Одна из примет войны – стёкла в окнах крест-накрест заклеены бумажными полосками, отрезанными от газеты.  Считалось, что такие наклейки предохраняют стёкла от поломки взрывной волной при близком взрыве бомбы. Не знаю, насколько эффективны эти полоски при бомбёжках, но точно знаю, что когда мы вернулись в Днепропетровск после войны, то очистить уцелевшие стёкла от наклеек было невозможно. Силикатный клей, которым были приклеены полоски, соединился со стеклом в одно целое. Стекло было дефицитом, поэтому ещё несколько лет после войны можно было увидеть окна с наклейками.

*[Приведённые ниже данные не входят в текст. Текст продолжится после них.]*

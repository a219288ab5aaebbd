//! Character generator.
//!
//! Validates a [`GeneratorInput`], runs the five builders and assembles the
//! [`Character`]. Each system is optional: an absent selection falls back to
//! its builder's neutral default and is left out of the active system set.

use sha2::{Digest, Sha256};

use super::Character;
use super::abilities::{build_ability_kit, neutral_ability_kit};
use super::archetype::{EnneagramSelection, build_archetype, neutral_archetype};
use super::combat::{InstinctSelection, build_combat_behavior, neutral_combat_behavior};
use super::element::{build_element_affinity, neutral_element_affinity};
use super::naming::{generate_name, generate_title};
use crate::config::EngineConfig;
use crate::error::InputError;
use crate::stats::{StatOverrides, compose_stats};
use crate::systems::{ApType, MbtiType, SocionicsType, SystemSet};

/// Manual corrections supplied together with the selections.
#[derive(Clone, Copy, Debug, Default, PartialEq, Eq, Hash)]
#[cfg_attr(feature = "serde", derive(serde::Serialize, serde::Deserialize))]
#[cfg_attr(feature = "serde", serde(default))]
pub struct ManualOverrides {
    pub stats: StatOverrides,
}

/// Every selection needed to generate a character.
#[derive(Clone, Copy, Debug, Default, PartialEq, Eq, Hash)]
#[cfg_attr(feature = "serde", derive(serde::Serialize, serde::Deserialize))]
#[cfg_attr(feature = "serde", serde(default))]
pub struct GeneratorInput {
    pub attitudinal: Option<ApType>,
    pub enneagram: Option<EnneagramSelection>,
    pub mbti: Option<MbtiType>,
    pub socionics: Option<SocionicsType>,
    pub instincts: Option<InstinctSelection>,
    pub overrides: ManualOverrides,
    /// Seed for the cosmetic name. Defaults to [`EngineConfig::DEFAULT_NAME_SEED`].
    pub seed: Option<u64>,
}

/// The raw inputs a character was generated from.
///
/// Regenerating from a character's source reproduces the character exactly.
pub type TypologySource = GeneratorInput;

impl GeneratorInput {
    /// Systems with a selection present.
    pub fn active_systems(&self) -> SystemSet {
        let mut systems = SystemSet::empty();
        systems.set(SystemSet::ATTITUDINAL, self.attitudinal.is_some());
        systems.set(SystemSet::ENNEAGRAM, self.enneagram.is_some());
        systems.set(SystemSet::MBTI, self.mbti.is_some());
        systems.set(SystemSet::SOCIONICS, self.socionics.is_some());
        systems.set(SystemSet::INSTINCTS, self.instincts.is_some());
        systems
    }

    /// Checks every cross-field rule of the enabled systems.
    pub fn validate(&self) -> Result<(), InputError> {
        if let Some(enneagram) = &self.enneagram {
            enneagram.validate()?;
        }
        if let Some(instincts) = &self.instincts {
            instincts.validate()?;
        }
        Ok(())
    }

    /// Copy with only the systems in `enabled` kept.
    #[must_use]
    pub fn restricted_to(&self, enabled: SystemSet) -> Self {
        Self {
            attitudinal: self
                .attitudinal
                .filter(|_| enabled.contains(SystemSet::ATTITUDINAL)),
            enneagram: self
                .enneagram
                .filter(|_| enabled.contains(SystemSet::ENNEAGRAM)),
            mbti: self.mbti.filter(|_| enabled.contains(SystemSet::MBTI)),
            socionics: self
                .socionics
                .filter(|_| enabled.contains(SystemSet::SOCIONICS)),
            instincts: self
                .instincts
                .filter(|_| enabled.contains(SystemSet::INSTINCTS)),
            ..*self
        }
    }

    /// Stable one-line rendering, e.g.
    /// `ap=VELF;enn=5w4 sp;mbti=INTJ;soc=ILI;inst=FD;stats=-,-,-,-;seed=-`.
    pub fn canonical_text(&self) -> String {
        fn opt<T: ToString>(value: Option<T>) -> String {
            value.map_or_else(|| "-".to_owned(), |value| value.to_string())
        }

        let enneagram = self.enneagram.map(|sel| {
            let mut text = format!("{}w{} {}", sel.core, sel.wing, sel.instinct);
            if let Some(stack) = sel.instinct_stack {
                text.push_str(&format!("/{stack}"));
            }
            if let Some(tritype) = sel.tritype {
                text.push_str(&format!(" {}{}{}", sel.core, tritype.second, tritype.third));
            }
            text
        });
        let instincts = self.instincts.map(|sel| match sel.tritype {
            Some(tritype) => format!("{} {}-{}", sel.realm, tritype.second, tritype.third),
            None => sel.realm.to_string(),
        });
        let stats = &self.overrides.stats;

        format!(
            "ap={};enn={};mbti={};soc={};inst={};stats={},{},{},{};seed={}",
            opt(self.attitudinal),
            opt(enneagram),
            opt(self.mbti),
            opt(self.socionics),
            opt(instincts),
            opt(stats.willpower),
            opt(stats.intelligence),
            opt(stats.spirit),
            opt(stats.vitality),
            opt(self.seed),
        )
    }

    /// SHA-256 of [`canonical_text`](Self::canonical_text).
    pub fn fingerprint(&self) -> [u8; 32] {
        Sha256::digest(self.canonical_text().as_bytes()).into()
    }
}

/// Generates a character from validated selections.
///
/// Deterministic: the same input always yields an equal character.
pub fn generate_character(input: &GeneratorInput) -> Result<Character, InputError> {
    input.validate()?;

    let archetype = input
        .enneagram
        .as_ref()
        .map_or_else(neutral_archetype, build_archetype);

    let (stats, breakdown) = compose_stats(
        input.attitudinal,
        &archetype.multipliers,
        archetype.multiplier_source(),
        &input.overrides.stats,
    );

    let abilities = input
        .mbti
        .map_or_else(neutral_ability_kit, build_ability_kit);
    let element = input
        .socionics
        .map_or_else(neutral_element_affinity, build_element_affinity);
    let combat = input
        .instincts
        .as_ref()
        .map_or_else(neutral_combat_behavior, build_combat_behavior);

    let seed = input.seed.unwrap_or(EngineConfig::DEFAULT_NAME_SEED);
    let name = generate_name(seed, element.element, &archetype.class_name);
    let title = generate_title(element.element, &archetype.class_name);
    let active_systems = input.active_systems();

    tracing::debug!(
        %name,
        class = %archetype.class_name,
        systems = active_systems.bits(),
        "generated character"
    );

    Ok(Character {
        name,
        title,
        stats,
        breakdown,
        archetype,
        abilities,
        element,
        combat,
        active_systems,
        typology_source: *input,
    })
}

#[cfg(test)]
mod tests {
    use super::*;
    use crate::systems::{EnneagramType, Instinct, InstinctRealm};

    fn full_input() -> GeneratorInput {
        GeneratorInput {
            attitudinal: Some(ApType::VELF),
            enneagram: Some(EnneagramSelection::new(
                EnneagramType::Five,
                EnneagramType::Four,
                Instinct::SelfPreservation,
            )),
            mbti: Some(MbtiType::INTJ),
            socionics: Some(SocionicsType::ILI),
            instincts: Some(InstinctSelection::new(InstinctRealm::Fortitude)),
            ..GeneratorInput::default()
        }
    }

    #[test]
    fn canonical_text_is_stable() {
        let input = full_input();
        assert_eq!(
            input.canonical_text(),
            "ap=VELF;enn=5w4 sp;mbti=INTJ;soc=ILI;inst=FD;stats=-,-,-,-;seed=-"
        );
        assert_eq!(input.fingerprint(), full_input().fingerprint());
        assert_ne!(
            input.fingerprint(),
            GeneratorInput::default().fingerprint()
        );
    }

    #[test]
    fn restriction_drops_disabled_systems() {
        let input = full_input().restricted_to(SystemSet::MBTI | SystemSet::SOCIONICS);
        assert_eq!(input.active_systems(), SystemSet::MBTI | SystemSet::SOCIONICS);
        assert!(input.enneagram.is_none());
    }

    #[test]
    fn generation_stops_at_invalid_input() {
        let mut input = full_input();
        input.enneagram = input
            .enneagram
            .map(|sel| sel.with_tritype(EnneagramType::Six, EnneagramType::One));
        assert!(generate_character(&input).is_err());
    }

    #[test]
    fn source_regenerates_the_same_character() {
        let character = generate_character(&full_input()).unwrap();
        let again = generate_character(&character.typology_source).unwrap();
        assert_eq!(character, again);
    }
}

Война началась 22 июня 1941 года. В 4 часа утра фашистские войска перешли государственную границу СССР и большое количество самолётов бомбило Киев. Вскоре после начала войны была написана очень популярная тогда песня:

 

Двадцать второго июня

Ровно в четыре часа

Киев бомбили

Нам обьявили

Что началася война.

 

 27 июня, т.е. на пятый день войны, мой  папа добровольно отправился на фронт. Дядя Арон, муж тёти Раи, тоже ушёл на фронт. Мама рассказывала, что из облпромсанстанции, где работал отец, на фронт должен был отправиться другой врач, более молодой (отцу было 42 года), но почему-то пошёл мой отец. По указу Президиума ВС СССР от 22 июня 1941г  в армию призывали  военнообязанных, родившихся после 1905г, т.е. возраста 36 лет. Я помню, как он появился дома в военной форме и скоро ушёл. Больше мы его не видели. Из армии мы от него получили только 5 писем, хотя отец сообщал, что пишет каждый день. Эти письма хранятся у меня. Мама  положила в вещмешок отца несколько почтовых открыток и почтовых конвертов. Папины письма написаны карандашом на этих открытках и в этих конвертах. Для писем папа использовал кусочки серой упаковочной бумаги – очевидно, другой бумаги не было. На письмах стоит дата, точное время и название населённого пункта, откуда письмо было отправлено. Приведу отрывки из одного письма.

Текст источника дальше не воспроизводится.